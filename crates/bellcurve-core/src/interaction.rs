//! Interaction state machine
//!
//! Owns the pan/zoom [`Transform`] and the highlighted cursor value for the
//! lifetime of the chart. Every event is handled synchronously; a later
//! event always overrides the effects of an earlier one.
//!
//! ```text
//! Idle/Hovering --pointer or touch move inside--> Hovering
//! Hovering      --pointer leave / touch end-----> Idle
//! Any           --arrow key (focused)-----------> Hovering
//! Any           --zoom / pan--------------------> Gesturing
//! Gesturing     --gesture end-------------------> Hovering if pointer inside, else Idle
//! ```

use serde::{Deserialize, Serialize};
use tracing::debug;

use bellcurve_stats::{DistributionParams, Domain};

use crate::config::ChartConfig;
use crate::input::{InputEvent, Key};
use crate::labels::value_label;
use crate::mapper::XMapper;
use crate::view::{Transform, Viewport};

/// Current interaction mode
#[derive(Debug, Clone, Copy, PartialEq, Eq, Default, Serialize, Deserialize)]
pub enum InteractionMode {
    /// No cursor shown
    #[default]
    Idle,
    /// Cursor shown, from pointer, touch or keyboard
    Hovering,
    /// A pan/zoom gesture is in progress
    Gesturing,
}

/// Highlighted x-value
#[derive(Debug, Clone, Copy, PartialEq, Serialize, Deserialize)]
pub struct Cursor {
    pub data_x: f64,
}

/// Everything the state machine reads but does not own
#[derive(Debug, Clone, Copy)]
pub struct InteractionContext<'a> {
    pub params: &'a DistributionParams,
    pub domain: Domain,
    pub viewport: &'a Viewport,
    pub config: &'a ChartConfig,
}

impl InteractionContext<'_> {
    fn mapper(&self, transform: Transform) -> Option<XMapper> {
        XMapper::new(self.domain, self.viewport.plot_width(), transform)
    }

    fn settle(&self, data_x: f64) -> f64 {
        if self.config.cursor.clamp_to_domain {
            self.domain.clamp(data_x)
        } else {
            data_x
        }
    }
}

/// Tooltip content for the cursor
#[derive(Debug, Clone, PartialEq, Serialize, Deserialize)]
pub struct Tooltip {
    pub data_x: f64,
    pub density: f64,
    pub percentile: f64,
    pub text: String,
}

impl Tooltip {
    pub fn at(data_x: f64, params: &DistributionParams) -> Self {
        let percentile = params.percentile(data_x);
        Self {
            data_x,
            density: params.pdf(data_x),
            percentile,
            text: value_label(data_x, percentile),
        }
    }
}

/// Interaction state: transform, cursor, focus and pointer tracking
#[derive(Debug, Clone, Default, PartialEq)]
pub struct Interaction {
    mode: InteractionMode,
    transform: Transform,
    cursor: Option<Cursor>,
    pointer_inside: bool,
    focused: bool,
}

impl Interaction {
    pub fn new() -> Self {
        Self::default()
    }

    pub fn mode(&self) -> InteractionMode {
        self.mode
    }

    pub fn transform(&self) -> Transform {
        self.transform
    }

    pub fn cursor(&self) -> Option<Cursor> {
        self.cursor
    }

    pub fn is_focused(&self) -> bool {
        self.focused
    }

    pub fn pointer_inside(&self) -> bool {
        self.pointer_inside
    }

    /// Tooltip for the current cursor, if any
    pub fn tooltip(&self, params: &DistributionParams) -> Option<Tooltip> {
        self.cursor.map(|c| Tooltip::at(c.data_x, params))
    }

    /// Handle one event. Returns `true` when the chart needs a redraw.
    pub fn handle(&mut self, event: &InputEvent, ctx: &InteractionContext<'_>) -> bool {
        let before = self.clone();

        match event {
            InputEvent::PointerMove { x, y } | InputEvent::TouchMove { x, y } => {
                self.hover(*x, *y, ctx)
            }
            InputEvent::PointerLeave | InputEvent::TouchEnd => self.leave(),
            InputEvent::Key(key) => self.key(*key, ctx),
            InputEvent::Focus => self.focused = true,
            InputEvent::Blur => self.focused = false,
            InputEvent::Zoom { factor, anchor_x } => {
                if anchor_x.is_finite() && factor.is_finite() {
                    let (anchor, _) = ctx.viewport.to_plot(*anchor_x, 0.0);
                    let (min, max) = (ctx.config.zoom.min_scale, ctx.config.zoom.max_scale);
                    self.transform = self.transform.zoomed_about(anchor, *factor, min, max);
                    self.mode = InteractionMode::Gesturing;
                }
            }
            InputEvent::Pan { dx } => {
                if dx.is_finite() {
                    self.transform = self.transform.panned(*dx);
                    self.mode = InteractionMode::Gesturing;
                }
            }
            InputEvent::GestureEnd => {
                if self.mode == InteractionMode::Gesturing {
                    self.mode = self.resting_mode();
                }
            }
            InputEvent::ResetView => self.transform = Transform::IDENTITY,
        }

        if self.mode != before.mode {
            debug!(from = ?before.mode, to = ?self.mode, "interaction mode changed");
        }
        self.transform != before.transform
            || self.cursor != before.cursor
            || self.mode != before.mode
    }

    /// Re-settle the cursor after the distribution changed
    pub fn params_changed(&mut self, ctx: &InteractionContext<'_>) {
        if let Some(cursor) = self.cursor.as_mut() {
            cursor.data_x = ctx.settle(cursor.data_x);
        }
    }

    /// Restore the identity transform
    pub fn reset_view(&mut self) {
        self.transform = Transform::IDENTITY;
    }

    fn hover(&mut self, x: f64, y: f64, ctx: &InteractionContext<'_>) {
        if !ctx.viewport.contains(x, y) {
            self.leave();
            return;
        }
        let Some(mapper) = ctx.mapper(self.transform) else {
            return;
        };
        let (px, _) = ctx.viewport.to_plot(x, y);
        self.cursor = Some(Cursor {
            data_x: ctx.settle(mapper.to_data(px)),
        });
        self.pointer_inside = true;
        if self.mode != InteractionMode::Gesturing {
            self.mode = InteractionMode::Hovering;
        }
    }

    fn leave(&mut self) {
        self.pointer_inside = false;
        self.cursor = None;
        if self.mode != InteractionMode::Gesturing {
            self.mode = InteractionMode::Idle;
        }
    }

    fn key(&mut self, key: Key, ctx: &InteractionContext<'_>) {
        if !self.focused {
            return;
        }
        let step = ctx.params.std_dev() * ctx.config.cursor.key_step_fraction;
        let base = self
            .cursor
            .map(|c| c.data_x)
            .unwrap_or_else(|| ctx.params.mean());

        match key {
            Key::Left => self.place(ctx.settle(base - step)),
            Key::Right => self.place(ctx.settle(base + step)),
            Key::Home => self.place(ctx.params.mean()),
            Key::End => self.transform = Transform::IDENTITY,
            Key::Escape => {
                self.cursor = None;
                if self.mode != InteractionMode::Gesturing {
                    self.mode = InteractionMode::Idle;
                }
            }
            Key::Other => {}
        }
    }

    fn place(&mut self, data_x: f64) {
        self.cursor = Some(Cursor { data_x });
        self.mode = InteractionMode::Hovering;
    }

    fn resting_mode(&self) -> InteractionMode {
        if self.pointer_inside && self.cursor.is_some() {
            InteractionMode::Hovering
        } else {
            InteractionMode::Idle
        }
    }
}

#[cfg(test)]
mod tests {
    use super::*;
    use crate::view::Margins;

    struct Fixture {
        params: DistributionParams,
        viewport: Viewport,
        config: ChartConfig,
    }

    impl Fixture {
        fn new() -> Self {
            Self {
                params: DistributionParams::standard(),
                // Plot area 800 px wide starting at x = 0
                viewport: Viewport::new(800.0, 400.0, Margins::default()),
                config: ChartConfig::default(),
            }
        }

        fn ctx(&self) -> InteractionContext<'_> {
            InteractionContext {
                params: &self.params,
                domain: self.params.domain(4.0).unwrap(),
                viewport: &self.viewport,
                config: &self.config,
            }
        }
    }

    #[test]
    fn test_pointer_move_sets_cursor() {
        let fx = Fixture::new();
        let mut state = Interaction::new();

        assert!(state.handle(&InputEvent::PointerMove { x: 500.0, y: 100.0 }, &fx.ctx()));
        assert_eq!(state.mode(), InteractionMode::Hovering);
        assert_eq!(state.cursor(), Some(Cursor { data_x: 1.0 }));

        let tooltip = state.tooltip(&fx.params).unwrap();
        assert_eq!(tooltip.text, "Value: 1.00, Percentile: 84.1%");
    }

    #[test]
    fn test_leave_clears_cursor() {
        let fx = Fixture::new();
        let mut state = Interaction::new();
        state.handle(&InputEvent::TouchMove { x: 400.0, y: 100.0 }, &fx.ctx());
        state.handle(&InputEvent::TouchEnd, &fx.ctx());

        assert_eq!(state.mode(), InteractionMode::Idle);
        assert_eq!(state.cursor(), None);
    }

    #[test]
    fn test_move_outside_plot_is_leave() {
        let fx = Fixture::new();
        let mut state = Interaction::new();
        state.handle(&InputEvent::PointerMove { x: 400.0, y: 100.0 }, &fx.ctx());
        state.handle(&InputEvent::PointerMove { x: 900.0, y: 100.0 }, &fx.ctx());

        assert_eq!(state.mode(), InteractionMode::Idle);
        assert!(state.cursor().is_none());
    }

    #[test]
    fn test_keys_ignored_without_focus() {
        let fx = Fixture::new();
        let mut state = Interaction::new();
        assert!(!state.handle(&InputEvent::Key(Key::Right), &fx.ctx()));
        assert!(state.cursor().is_none());
    }

    #[test]
    fn test_arrow_steps_tenth_sigma_from_mean() {
        let fx = Fixture::new();
        let mut state = Interaction::new();
        state.handle(&InputEvent::Focus, &fx.ctx());

        state.handle(&InputEvent::Key(Key::Right), &fx.ctx());
        assert_eq!(state.cursor(), Some(Cursor { data_x: 0.1 }));
        assert_eq!(state.mode(), InteractionMode::Hovering);

        state.handle(&InputEvent::Key(Key::Left), &fx.ctx());
        state.handle(&InputEvent::Key(Key::Left), &fx.ctx());
        let x = state.cursor().unwrap().data_x;
        assert!((x + 0.1).abs() < 1e-12);
    }

    #[test]
    fn test_arrow_clamped_to_domain() {
        let fx = Fixture::new();
        let mut state = Interaction::new();
        state.handle(&InputEvent::Focus, &fx.ctx());
        for _ in 0..100 {
            state.handle(&InputEvent::Key(Key::Right), &fx.ctx());
        }
        assert_eq!(state.cursor().unwrap().data_x, 4.0);
        assert!(!state.handle(&InputEvent::Key(Key::Right), &fx.ctx()));
    }

    #[test]
    fn test_arrow_unclamped_when_disabled() {
        let mut fx = Fixture::new();
        fx.config.cursor.clamp_to_domain = false;
        let mut state = Interaction::new();
        state.handle(&InputEvent::Focus, &fx.ctx());
        for _ in 0..50 {
            state.handle(&InputEvent::Key(Key::Right), &fx.ctx());
        }
        assert!(state.cursor().unwrap().data_x > 4.5);
    }

    #[test]
    fn test_home_and_escape() {
        let fx = Fixture::new();
        let mut state = Interaction::new();
        state.handle(&InputEvent::Focus, &fx.ctx());
        state.handle(&InputEvent::Key(Key::Home), &fx.ctx());
        assert_eq!(state.cursor(), Some(Cursor { data_x: 0.0 }));

        state.handle(&InputEvent::Key(Key::Escape), &fx.ctx());
        assert!(state.cursor().is_none());
        assert_eq!(state.mode(), InteractionMode::Idle);
    }

    #[test]
    fn test_zoom_gesture_lifecycle() {
        let fx = Fixture::new();
        let mut state = Interaction::new();

        state.handle(
            &InputEvent::Zoom {
                factor: 2.0,
                anchor_x: 400.0,
            },
            &fx.ctx(),
        );
        assert_eq!(state.mode(), InteractionMode::Gesturing);
        assert_eq!(state.transform(), Transform::new(2.0, -400.0));

        state.handle(&InputEvent::GestureEnd, &fx.ctx());
        assert_eq!(state.mode(), InteractionMode::Idle);
    }

    #[test]
    fn test_gesture_end_returns_to_hover_when_inside() {
        let fx = Fixture::new();
        let mut state = Interaction::new();
        state.handle(&InputEvent::PointerMove { x: 400.0, y: 10.0 }, &fx.ctx());
        state.handle(&InputEvent::Pan { dx: 30.0 }, &fx.ctx());
        assert_eq!(state.mode(), InteractionMode::Gesturing);

        // Pointer moves during a gesture keep the gesture going
        state.handle(&InputEvent::PointerMove { x: 410.0, y: 10.0 }, &fx.ctx());
        assert_eq!(state.mode(), InteractionMode::Gesturing);

        state.handle(&InputEvent::GestureEnd, &fx.ctx());
        assert_eq!(state.mode(), InteractionMode::Hovering);
    }

    #[test]
    fn test_non_finite_gestures_ignored() {
        let fx = Fixture::new();
        let mut state = Interaction::new();

        let zoom = InputEvent::Zoom {
            factor: 2.0,
            anchor_x: f64::NAN,
        };
        assert!(!state.handle(&zoom, &fx.ctx()));
        assert!(!state.handle(&InputEvent::Pan { dx: f64::INFINITY }, &fx.ctx()));
        assert_eq!(state.transform(), Transform::IDENTITY);
        assert_eq!(state.mode(), InteractionMode::Idle);

        state.handle(&InputEvent::PointerMove { x: 500.0, y: 100.0 }, &fx.ctx());
        assert_eq!(state.cursor(), Some(Cursor { data_x: 1.0 }));
        state.handle(&InputEvent::PointerLeave, &fx.ctx());
        assert!(!state.handle(&InputEvent::GestureEnd, &fx.ctx()));
        assert!(!state.handle(&InputEvent::GestureEnd, &fx.ctx()));
    }

    #[test]
    fn test_zoom_scale_clamped() {
        let fx = Fixture::new();
        let mut state = Interaction::new();
        for _ in 0..40 {
            state.handle(
                &InputEvent::Zoom {
                    factor: 1.5,
                    anchor_x: 0.0,
                },
                &fx.ctx(),
            );
        }
        assert_eq!(state.transform().scale, 5.0);
    }

    #[test]
    fn test_cursor_follows_zoom() {
        let fx = Fixture::new();
        let mut state = Interaction::new();
        state.handle(
            &InputEvent::Zoom {
                factor: 2.0,
                anchor_x: 400.0,
            },
            &fx.ctx(),
        );
        state.handle(&InputEvent::PointerMove { x: 800.0, y: 10.0 }, &fx.ctx());
        assert_eq!(state.cursor(), Some(Cursor { data_x: 2.0 }));
    }

    #[test]
    fn test_reset_view() {
        let fx = Fixture::new();
        let mut state = Interaction::new();
        state.handle(&InputEvent::Pan { dx: 50.0 }, &fx.ctx());
        assert!(state.handle(&InputEvent::ResetView, &fx.ctx()));
        assert!(state.transform().is_identity());
    }

    #[test]
    fn test_params_changed_clamps_cursor() {
        let mut fx = Fixture::new();
        let mut state = Interaction::new();
        state.handle(&InputEvent::PointerMove { x: 780.0, y: 10.0 }, &fx.ctx());

        fx.params = DistributionParams::new(0.0, 0.25).unwrap();
        state.params_changed(&fx.ctx());
        assert_eq!(state.cursor().unwrap().data_x, 1.0);
    }
}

^^^^^^^^

> [What needs to be done]: Once you find the line with "self.transform = self.transform.panned(*dx);" above, print it and every line after it up to and including the line with "Key::Right => self.place(ctx.settle(base", exactly as written and nothing else.

> [Your solution]:
                    self.transform = self.transform.panned(*dx);
                    self.mode = InteractionMode::Gesturing;
                }
            }
            InputEvent::GestureEnd => {
                if self.mode == InteractionMode::Gesturing {
                    self.mode = self.resting_mode();
                }
            }
            InputEvent::ResetView => self.transform = Transform::IDENTITY,
        }

        if self.mode != before.mode {
            debug!(from = ?before.mode, to = ?self.mode, "interaction mode changed");
        }
        self.transform != before.transform
            || self.cursor != before.cursor
            || self.mode != before.mode
    }

    /// Re-settle the cursor after the distribution changed
    pub fn params_changed(&mut self, ctx: &InteractionContext<'_>) {
        if let Some(cursor) = self.cursor.as_mut() {
            cursor.data_x = ctx.settle(cursor.data_x);
        }
    }

    /// Restore the identity transform
    pub fn reset_view(&mut self) {
        self.transform = Transform::IDENTITY;
    }

    fn hover(&mut self, x: f64, y: f64, ctx: &InteractionContext<'_>) {
        if !ctx.viewport.contains(x, y) {
            self.leave();
            return;
        }
        let Some(mapper) = ctx.mapper(self.transform) else {
            return;
        };
        let (px, _) = ctx.viewport.to_plot(x, y);
        self.cursor = Some(Cursor {
            data_x: ctx.settle(mapper.to_data(px)),
        });
        self.pointer_inside = true;
        if self.mode != InteractionMode::Gesturing {
            self.mode = InteractionMode::Hovering;
        }
    }

    fn leave(&mut self) {
        self.pointer_inside = false;
        self.cursor = None;
        if self.mode != InteractionMode::Gesturing {
            self.mode = InteractionMode::Idle;
        }
    }

    fn key(&mut self, key: Key, ctx: &InteractionContext<'_>) {
        if !self.focused {
            return;
        }
        let step = ctx.params.std_dev() * ctx.config.cursor.key_step_fraction;
        let base = self
            .cursor
            .map(|c| c.data_x)
            .unwrap_or_else(|| ctx.params.mean());

        match key {
            Key::Left => self.place(ctx.settle(base - step)),
            Key::Right => self.place(ctx.settle(base + step)),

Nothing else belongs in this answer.